Our philosophy raising Jack was to attend to needs as they arose, but not allow ourselves to be paralyzed by fear. We were advised by his cardiologist to allow him to self-regulate activities, so we let him explore and participate as much as he tolerated. Swimming, particularly in warm tropical waters, was always a delight. We let Jack set his own goals and honored his pace. We spent a lot of time in nature, camping, hiking and biking, and he continues to enjoy these activities as an adult. Participating in competitive sports can be difficult for kids with complex congenital heart defects, but there are many social and physical benefits gained from organized sports. The best advice we were given was to trust his choice. They will try whatever intrigues them, they will stick with whatever they are most capable of, and what brings them the most joy. He chose Tae Kwon Do, a perfect sport for developing strength and character. We were so grateful to his mentors for giving him the time and space to develop, and so proud of Jack for his perseverance. He completed his black belt at age 16.
Jack never ceases to amaze me. I’ve learned not to underestimate what he is capable of, no Lego too complicated, no hike too long. He’s dragged me up Smith Rock’s Misery Ridge and left me chasing his dust on 6 miles of switchbacks up to Yosemite Falls. He excelled at theater and choir in high school, winning awards his senior year. He finished an Associate Degree at COCC and is now taking classes at the School of Journalism and Communication at the University of Oregon. We realize that there will be challenges ahead, annual echos, occasional cardiac caths, adjustments to vascular anatomy, maybe even another big surgery. But we are encouraged by all of the progress made in cardiovascular medicine, less invasive options that improve circulation and support the longevity of a lone ventricle.

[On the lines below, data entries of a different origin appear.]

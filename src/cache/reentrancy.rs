//! Re-entrancy detection for callbacks run under the exclusive lock.
//!
//! `for_each` and `remove_where` call user code while holding the table's
//! write lock. A call back into the same store from that code can never be
//! granted the lock, so it is turned into a panic instead of a deadlock.

use std::cell::RefCell;

thread_local! {
    /// Ids of the stores whose exclusive section is open on this thread.
    static OPEN_SECTIONS: RefCell<Vec<usize>> = const { RefCell::new(Vec::new()) };
}

/// Marks a store's exclusive section as open on the current thread until
/// dropped.
#[derive(Debug)]
pub struct ExclusiveSection {
    store_id: usize,
}

impl ExclusiveSection {
    pub fn enter(store_id: usize) -> Self {
        OPEN_SECTIONS.with(|open| open.borrow_mut().push(store_id));
        Self { store_id }
    }
}

impl Drop for ExclusiveSection {
    fn drop(&mut self) {
        OPEN_SECTIONS.with(|open| {
            let mut open = open.borrow_mut();
            if let Some(pos) = open.iter().rposition(|id| *id == self.store_id) {
                open.remove(pos);
            }
        });
    }
}

/// Panics if the current thread is inside an exclusive section of `store_id`.
pub fn assert_not_reentrant(store_id: usize) {
    let reentrant = OPEN_SECTIONS.with(|open| open.borrow().contains(&store_id));
    if reentrant {
        panic!(
            "re-entrant call into ExpiringStore from a for_each/remove_where callback; \
             defer the operation until the iteration returns"
        );
    }
}
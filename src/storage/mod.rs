//! Storage abstractions for run output.
//!
//! ## Directory Structure
//!
//! ```text
//! {output_dir}/
//! ├── report.json           # Latest grouped report, read by the renderer
//! └── data/                 # One raw snapshot per run with results
//!     └── {unix_millis}.data
//! ```
//!
//! The outlet cache lives wherever `paths.outlet_cache` points.

pub mod local;

use std::path::Path;

use async_trait::async_trait;
use chrono::{DateTime, Utc};

use crate::error::Result;
use crate::models::{OutletCache, OutletReport, Report};

// Re-export for convenience
pub use local::LocalStorage;

/// Key of the grouped report under the output directory.
pub const REPORT_KEY: &str = "report.json";

/// Snapshot key for a run at `at`.
pub fn snapshot_key(at: DateTime<Utc>) -> String {
    format!("data/{}.data", at.timestamp_millis())
}

/// Metadata about a storage write operation.
#[derive(Debug, Clone)]
pub struct WriteMetadata {
    /// Number of outlets in the written report
    pub outlet_count: usize,
    /// Snapshot key, if one was written
    pub snapshot: Option<String>,
    /// Timestamp of the write
    pub timestamp: DateTime<Utc>,
}

/// Trait for run output backends.
#[async_trait]
pub trait ReportStorage: Send + Sync {
    /// Write the report and, when `reports` is non-empty, a raw snapshot.
    async fn write_run(
        &self,
        report: &Report,
        reports: &[OutletReport],
        at: DateTime<Utc>,
    ) -> Result<WriteMetadata>;

    /// Load the last written report, if any.
    async fn load_report(&self) -> Result<Option<serde_json::Value>>;

    /// Load the outlet cache. A missing or unreadable file yields an empty cache.
    async fn load_outlet_cache(&self, path: &Path) -> OutletCache;

    /// Replace the outlet cache atomically.
    async fn save_outlet_cache(&self, path: &Path, cache: &OutletCache) -> Result<()>;
}
// src/pipeline/poll.rs

//! Outlet polling pipeline.

use std::path::Path;
use std::sync::Arc;

use chrono::Utc;

use crate::error::{AppError, Result};
use crate::models::{Config, OutletCache, Report, Station};
use crate::services::{OutletFetcher, VendorApi, assemble};
use crate::storage::ReportStorage;
use crate::utils::http::Transport;

/// Run one poll: fetch every outlet, assemble the report and persist it.
///
/// Only a bad station directory or a failed write is an error; fetch
/// failures end up in the report's status and counters.
pub async fn run_poller(
    config: &Config,
    transport: Arc<dyn Transport>,
    storage: &dyn ReportStorage,
) -> Result<Report> {
    let start_time = Utc::now();
    log::info!("Outlet poller starting...");

    let stations = Station::load_all(&config.paths.stations_file)?;
    log::info!(
        "Loaded {} stations in {} areas",
        stations.len(),
        Station::areas(&stations).len()
    );

    let cache = match &config.paths.outlet_cache {
        Some(path) => storage.load_outlet_cache(Path::new(path)).await,
        None => OutletCache::default(),
    };

    let fetcher = OutletFetcher::new(VendorApi::new(transport, &config.vendor));
    let outcome = fetcher.fetch_all(&stations, &cache).await;

    let report = assemble(&stations, outcome.reports.clone(), outcome.stats.clone(), start_time);
    let meta = storage.write_run(&report, &outcome.reports, start_time).await?;
    log::debug!(
        "Wrote {} outlets for run at {} (snapshot: {})",
        meta.outlet_count,
        meta.timestamp,
        meta.snapshot.as_deref().unwrap_or("none")
    );

    if let Some(path) = &config.paths.outlet_cache {
        if outcome.stats.alive && !outcome.outlet_index.is_empty() {
            refresh_cache(storage, Path::new(path), cache, outcome.outlet_index).await?;
        }
    }

    let elapsed = Utc::now() - start_time;
    log::info!(
        "Poll finished in {}ms: status {:?}, {} outlets, {} failures",
        elapsed.num_milliseconds(),
        report.status,
        report.outlet_count(),
        report.stats.failures()
    );

    Ok(report)
}

async fn refresh_cache(
    storage: &dyn ReportStorage,
    path: &Path,
    mut cache: OutletCache,
    fresh: OutletCache,
) -> Result<()> {
    cache.merge(fresh);
    storage.save_outlet_cache(path, &cache).await
}

/// Probe the session without fetching anything else.
pub async fn run_check(config: &Config, transport: Arc<dyn Transport>) -> Result<()> {
    let fetcher = OutletFetcher::new(VendorApi::new(transport, &config.vendor));
    if fetcher.check_alive().await {
        log::info!("Session is alive");
        Ok(())
    } else {
        Err(AppError::LivenessCheckFailed)
    }
}

/// Validate the configuration and the station directory.
pub fn run_validate(config: &Config) -> Result<Vec<Station>> {
    config.validate()?;
    log::info!("✓ Config OK");

    let stations = Station::load_all(&config.paths.stations_file)?;
    log::info!(
        "✓ Stations OK ({} stations: {})",
        stations.len(),
        Station::areas(&stations).join(", ")
    );
    Ok(stations)
}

I remember one time, describing Jack’s situation to someone, they drew in a long sighing breath and said, “Wow,..is he ever lucky.” And I thought, what part of this story did you not hear? You and I have a completely different concept of luck. They finished their thought, “He’s so lucky to have you guys as parents.” I realized at that moment how right she was, not that we are such great parents, but that there is more to every situation than we first appreciate. What makes a situation good or bad, a gratifying challenge or an insurmountable tragedy, has a lot to do with our attitude, how we approach each day, not just the underlying conditions. Humans are amazing at adapting and overcoming adversity. I am so grateful to have Jack in my life, for all he has taught me about human resilience and our capacity for love and joy.